Publié le 19/04/2019, Mis à jour le 10/02/2023

Axelle Schatz intervient dans les quartiers sensibles de Marseille depuis 6 ans. “Ses” élèves sont en Section d’Enseignement Général et Professionnel Adapté (SEGPA), en classe relais et en Institut Thérapeutique Éducatif et Pédagogique (ITEP). Une grande majorité d’entre eux ont un lourd bagage familial et social. Tous profitent désormais d’un encadrement scolaire spécifique, après un parcours chaotique où la confiance et le rapport aux autres ont été tout autant éprouvés que le rapport à soi et l’acquisition des savoirs fondamentaux. Dans ce contexte, la mise en place d’un atelier de réalisation est un petit challenge en soi. 
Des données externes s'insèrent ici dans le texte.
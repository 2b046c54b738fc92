//! Startup configuration.
//!
//! Loaded once from `config.toml` and owned by the running session. A missing
//! file means defaults. A malformed file also means defaults, and the parse
//! error is handed back so the host can tell the user.

use serde::{Deserialize, Serialize};
use std::path::PathBuf;

#[derive(Serialize, Deserialize, Debug, Clone, PartialEq)]
#[serde(rename_all = "kebab-case", default, deny_unknown_fields)]
pub struct PanelConfig {
    /// Title shown in the panel header.
    pub title: String,

    /// Text shown when the panel opens before any document was rendered.
    pub placeholder: String,
}

impl Default for PanelConfig {
    fn default() -> Self {
        Self {
            title: "Medium Preview".into(),
            placeholder: "Open a Markdown file to see the Medium preview.".into(),
        }
    }
}

#[derive(Serialize, Deserialize, Debug, Clone, PartialEq)]
#[serde(rename_all = "kebab-case", default, deny_unknown_fields)]
pub struct ClipboardConfig {
    /// Also offer the Markdown source as `text/plain` next to the HTML.
    pub plain_text_alternative: bool,
}

impl Default for ClipboardConfig {
    fn default() -> Self {
        Self {
            plain_text_alternative: true,
        }
    }
}

#[derive(Serialize, Deserialize, Debug, Clone, PartialEq)]
#[serde(rename_all = "kebab-case", default, deny_unknown_fields)]
pub struct LogConfig {
    /// Specify the log file path.
    ///
    /// This path must be an absolute path.
    pub log_file: Option<String>,

    /// Specify the max log level.
    pub max_level: String,

    /// Specify the log target to enable more detailed logging.
    ///
    /// ```toml
    /// [log]
    /// log-target = "medium_preview_core=trace"
    /// ```
    pub log_target: String,
}

impl Default for LogConfig {
    fn default() -> Self {
        Self {
            log_file: None,
            max_level: "debug".into(),
            log_target: "".into(),
        }
    }
}

#[derive(Serialize, Deserialize, Debug, Default, Clone, PartialEq)]
#[serde(rename_all = "kebab-case", default, deny_unknown_fields)]
pub struct PreviewConfig {
    /// Preview panel.
    pub panel: PanelConfig,

    /// Copy to Medium.
    pub clipboard: ClipboardConfig,

    /// Log configuration.
    pub log: LogConfig,
}

pub struct LoadedConfig {
    pub config: PreviewConfig,
    pub file_path: Option<PathBuf>,
    pub maybe_error: Option<toml::de::Error>,
}

/// Linux: ~/.config/medium_preview/config.toml
/// macOS: ~/Library/Application Support/medium_preview/config.toml
/// Windows: ~\AppData\Roaming\medium_preview\config.toml
pub fn default_config_file() -> Option<PathBuf> {
    dirs::config_dir().map(|dir| dir.join("medium_preview").join("config.toml"))
}

/// Load the config from `specified_config_file`, or from the default location.
pub fn load_config(specified_config_file: Option<PathBuf>) -> LoadedConfig {
    let file_path = specified_config_file.or_else(default_config_file);

    let Some(path) = file_path.as_ref() else {
        return LoadedConfig {
            config: PreviewConfig::default(),
            file_path,
            maybe_error: None,
        };
    };

    let contents = match std::fs::read_to_string(path) {
        Ok(contents) => contents,
        Err(err) => {
            if err.kind() != std::io::ErrorKind::NotFound {
                tracing::warn!(error = %err, path = %path.display(), "Failed to read config file");
            }
            return LoadedConfig {
                config: PreviewConfig::default(),
                file_path,
                maybe_error: None,
            };
        }
    };

    let (config, maybe_error) = match toml::from_str(&contents) {
        Ok(config) => (config, None),
        Err(err) => (PreviewConfig::default(), Some(err)),
    };

    LoadedConfig {
        config,
        file_path,
        maybe_error,
    }
}
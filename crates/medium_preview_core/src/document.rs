//! Source documents and the capability that supplies them.

use std::path::Path;

/// Lowercase extensions of documents the preview can render.
pub const MARKDOWN_EXTENSIONS: &[&str] = &["md", "markdown", "mdown", "mkdn", "mkd"];

/// Check whether a path names a Markdown document (case-insensitive).
///
/// # Examples
///
/// ```
/// use medium_preview_core::document::is_markdown_path;
/// use std::path::Path;
///
/// assert!(is_markdown_path(Path::new("post.MD")));
/// assert!(!is_markdown_path(Path::new("notes.txt")));
/// ```
pub fn is_markdown_path(path: &Path) -> bool {
    path.extension()
        .and_then(|ext| ext.to_str())
        .map(|ext| {
            let ext = ext.to_ascii_lowercase();
            MARKDOWN_EXTENSIONS.contains(&ext.as_str())
        })
        .unwrap_or(false)
}

/// Read access to the host's active document.
///
/// Every call returns a fresh snapshot of the full text, or `None` when no
/// compatible document is focused. The core never keeps a reference into the
/// host document.
pub trait DocumentSource {
    fn current_text(&self) -> Option<String>;
}

impl<F> DocumentSource for F
where
    F: Fn() -> Option<String>,
{
    fn current_text(&self) -> Option<String> {
        self()
    }
}
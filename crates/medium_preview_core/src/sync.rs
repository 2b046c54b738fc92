//! Keeping the preview panel in sync with the host document.
//!
//! The host raises [`Trigger`]s on a [`TriggerBus`]; an open [`PreviewView`]
//! re-renders the preview for every trigger from a fresh document snapshot.
//! Everything here runs on the host's single event thread.

use crate::clipboard::{
    ClipboardInjector, ClipboardPayload, CopyOutcome, Notifier, NOTHING_TO_COPY_NOTICE,
};
use crate::config::PanelConfig;
use crate::document::DocumentSource;
use crate::render::rules::escape_html;
use crate::render::{to_html, RenderMode};
use std::cell::{Cell, Ref, RefCell};
use std::rc::Rc;

/// Element id of the copy button inside the panel header.
pub const COPY_BUTTON_ID: &str = "medium-preview-copy";

const HEADER_STYLE: &str =
    "display: flex; justify-content: space-between; align-items: center; padding: 10px;";
const BODY_STYLE: &str = "padding: 0 10px 10px 10px; user-select: text; -webkit-user-select: text;";

/// Host notification that may change what the panel should show.
#[derive(Debug, Clone, Copy, PartialEq, Eq)]
pub enum Trigger {
    PanelOpened,
    FocusChanged,
    DocumentEdited,
}

#[derive(Debug, Clone, Copy, Default, PartialEq, Eq)]
pub enum SyncState {
    #[default]
    Idle,
    Rendering,
}

/// The on-screen container the preview is written into.
pub trait PreviewPanel {
    fn set_inner_html(&mut self, html: &str);
    fn inner_html(&self) -> &str;
}

/// Full panel markup: header with title and copy button, then the preview.
pub fn panel_html(config: &PanelConfig, preview_html: &str) -> String {
    format!(
        "<div class=\"medium-preview-header\" style=\"{HEADER_STYLE}\">\
         <h4 style=\"margin: 0;\">{}</h4>\
         <button id=\"{COPY_BUTTON_ID}\" class=\"mod-cta\">Copy to Medium</button>\
         </div>\n\
         <div class=\"medium-preview\" style=\"{BODY_STYLE}\">{preview_html}</div>\n",
        escape_html(&config.title)
    )
}

pub fn placeholder_html(config: &PanelConfig) -> String {
    format!(
        "<div class=\"medium-preview-placeholder\">{}</div>\n",
        escape_html(&config.placeholder)
    )
}

/// Renders the latest document snapshot into the panel.
pub struct PreviewController<D, P> {
    source: D,
    panel: P,
    config: PanelConfig,
    state: SyncState,
    /// Last snapshot that made it into the panel.
    last_snapshot: Option<String>,
}

impl<D: DocumentSource, P: PreviewPanel> PreviewController<D, P> {
    pub fn new(source: D, panel: P, config: PanelConfig) -> Self {
        Self {
            source,
            panel,
            config,
            state: SyncState::Idle,
            last_snapshot: None,
        }
    }

    pub fn state(&self) -> SyncState {
        self.state
    }

    pub fn panel(&self) -> &P {
        &self.panel
    }

    pub fn source(&self) -> &D {
        &self.source
    }

    pub fn has_rendered(&self) -> bool {
        self.last_snapshot.is_some()
    }

    /// Re-render the panel for `trigger`.
    ///
    /// With no compatible document focused the panel keeps what it shows,
    /// unless nothing was ever rendered, then it shows the placeholder.
    pub fn handle(&mut self, trigger: Trigger) {
        self.state = SyncState::Rendering;

        match self.source.current_text() {
            Some(text) => {
                let preview = to_html(&text, RenderMode::Preview);
                self.panel.set_inner_html(&panel_html(&self.config, &preview));
                tracing::debug!(?trigger, bytes = text.len(), "Refreshed preview");
                self.last_snapshot = Some(text);
            }
            None if self.last_snapshot.is_none() && self.panel.inner_html().is_empty() => {
                tracing::debug!(?trigger, "No document to preview, showing placeholder");
                self.panel.set_inner_html(&placeholder_html(&self.config));
            }
            None => {
                tracing::trace!(?trigger, "No document focused, keeping panel content");
            }
        }

        self.state = SyncState::Idle;
    }

    /// Clipboard payload rendered fresh from the latest snapshot.
    ///
    /// Uses the focused document if there is one, otherwise the last rendered
    /// snapshot. The Markdown source rides along as the plain-text alternative.
    pub fn clipboard_payload(&self) -> Option<ClipboardPayload> {
        let text = self
            .source
            .current_text()
            .or_else(|| self.last_snapshot.clone())?;
        let html = to_html(&text, RenderMode::Clipboard);
        Some(ClipboardPayload::html(html).with_alt_text(text))
    }
}

/// Handle returned by [`TriggerBus::register`].
#[derive(Debug, Clone, Copy, PartialEq, Eq, Hash)]
pub struct HandlerId(u64);

pub type TriggerHandler = Box<dyn FnMut(Trigger)>;

/// Callback registry for host notifications.
#[derive(Default)]
pub struct TriggerBus {
    next_id: u64,
    handlers: Vec<(HandlerId, TriggerHandler)>,
}

impl TriggerBus {
    pub fn register(&mut self, handler: TriggerHandler) -> HandlerId {
        let id = HandlerId(self.next_id);
        self.next_id += 1;
        self.handlers.push((id, handler));
        id
    }

    /// Returns `false` if `id` was not registered.
    pub fn deregister(&mut self, id: HandlerId) -> bool {
        let before = self.handlers.len();
        self.handlers.retain(|(handler_id, _)| *handler_id != id);
        self.handlers.len() != before
    }

    pub fn emit(&mut self, trigger: Trigger) {
        for (_, handler) in self.handlers.iter_mut() {
            handler(trigger);
        }
    }

    pub fn len(&self) -> usize {
        self.handlers.len()
    }

    pub fn is_empty(&self) -> bool {
        self.handlers.is_empty()
    }
}

/// Render `trigger`, coalescing triggers that arrive while a render runs.
fn dispatch<D: DocumentSource, P: PreviewPanel>(
    controller: &RefCell<PreviewController<D, P>>,
    pending: &Cell<bool>,
    trigger: Trigger,
) {
    let Ok(mut controller) = controller.try_borrow_mut() else {
        tracing::trace!(?trigger, "Render in flight, coalescing trigger");
        pending.set(true);
        return;
    };

    controller.handle(trigger);
    while pending.replace(false) {
        controller.handle(trigger);
    }
}

/// A preview panel attached to the host's notifications.
pub struct PreviewView<D, P> {
    controller: Rc<RefCell<PreviewController<D, P>>>,
    pending: Rc<Cell<bool>>,
    subscription: Option<HandlerId>,
}

impl<D, P> PreviewView<D, P>
where
    D: DocumentSource + 'static,
    P: PreviewPanel + 'static,
{
    pub fn new(controller: PreviewController<D, P>) -> Self {
        Self {
            controller: Rc::new(RefCell::new(controller)),
            pending: Rc::new(Cell::new(false)),
            subscription: None,
        }
    }

    /// Register for focus and edit notifications and render once.
    pub fn open(&mut self, bus: &mut TriggerBus) {
        if self.subscription.is_none() {
            let controller = self.controller.clone();
            let pending = self.pending.clone();
            let id = bus.register(Box::new(move |trigger| {
                dispatch(&controller, &pending, trigger)
            }));
            self.subscription = Some(id);
        }
        self.trigger(Trigger::PanelOpened);
    }

    /// Deregister from the bus. The panel keeps its content.
    pub fn close(&mut self, bus: &mut TriggerBus) {
        if let Some(id) = self.subscription.take() {
            bus.deregister(id);
        }
    }

    pub fn is_open(&self) -> bool {
        self.subscription.is_some()
    }

    pub fn trigger(&self, trigger: Trigger) {
        dispatch(&self.controller, &self.pending, trigger);
    }

    pub fn controller(&self) -> Ref<'_, PreviewController<D, P>> {
        self.controller.borrow()
    }

    /// Copy the clipboard rendering of the latest snapshot.
    ///
    /// The panel is never touched: the clipboard HTML is rendered from source,
    /// not taken from the panel.
    pub async fn copy(
        &self,
        injector: &mut ClipboardInjector,
        notifier: &dyn Notifier,
    ) -> Option<CopyOutcome> {
        let payload = self.controller.borrow().clipboard_payload();
        let Some(payload) = payload else {
            notifier.notify(NOTHING_TO_COPY_NOTICE);
            return None;
        };
        Some(injector.copy(payload, notifier).await)
    }
}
Mon premier souci est de recréer un lien qui a été rompu avec l’école, avec l’adulte, et d’instaurer un climat de confiance, pour qu’ils puissent s’impliquer dans le projet”, explique Axelle Schatz, réalisatrice de documentaires.

En début de séance, je commence par leur diffuser un certain nombre d’extraits de films, ou des images d’archives [ils ont peu l’habitude d’en voir]. On en discute, on écoute les remarques des uns et des autres, on fait ressortir des premières idées, puis on passe à l’écriture. Pour les aider à se lancer, je leur donne un thème et une sorte de “canevas”. Par exemple, je leur demande de commencer par leur texte par “Je me souviens…” [à la manière de Georges Pérec] ou d’écrire en se mettant à la place d’une femme du 20ème siècle. Chacun choisit une année, et doit ensuite décrire leur condition, leur lutte à l’instant T. Autant dire que les garçons ne voient pas trop l’intérêt ! Mais en s’y attelant, ils produisent des textes super, très revendicateurs et égalitaires.”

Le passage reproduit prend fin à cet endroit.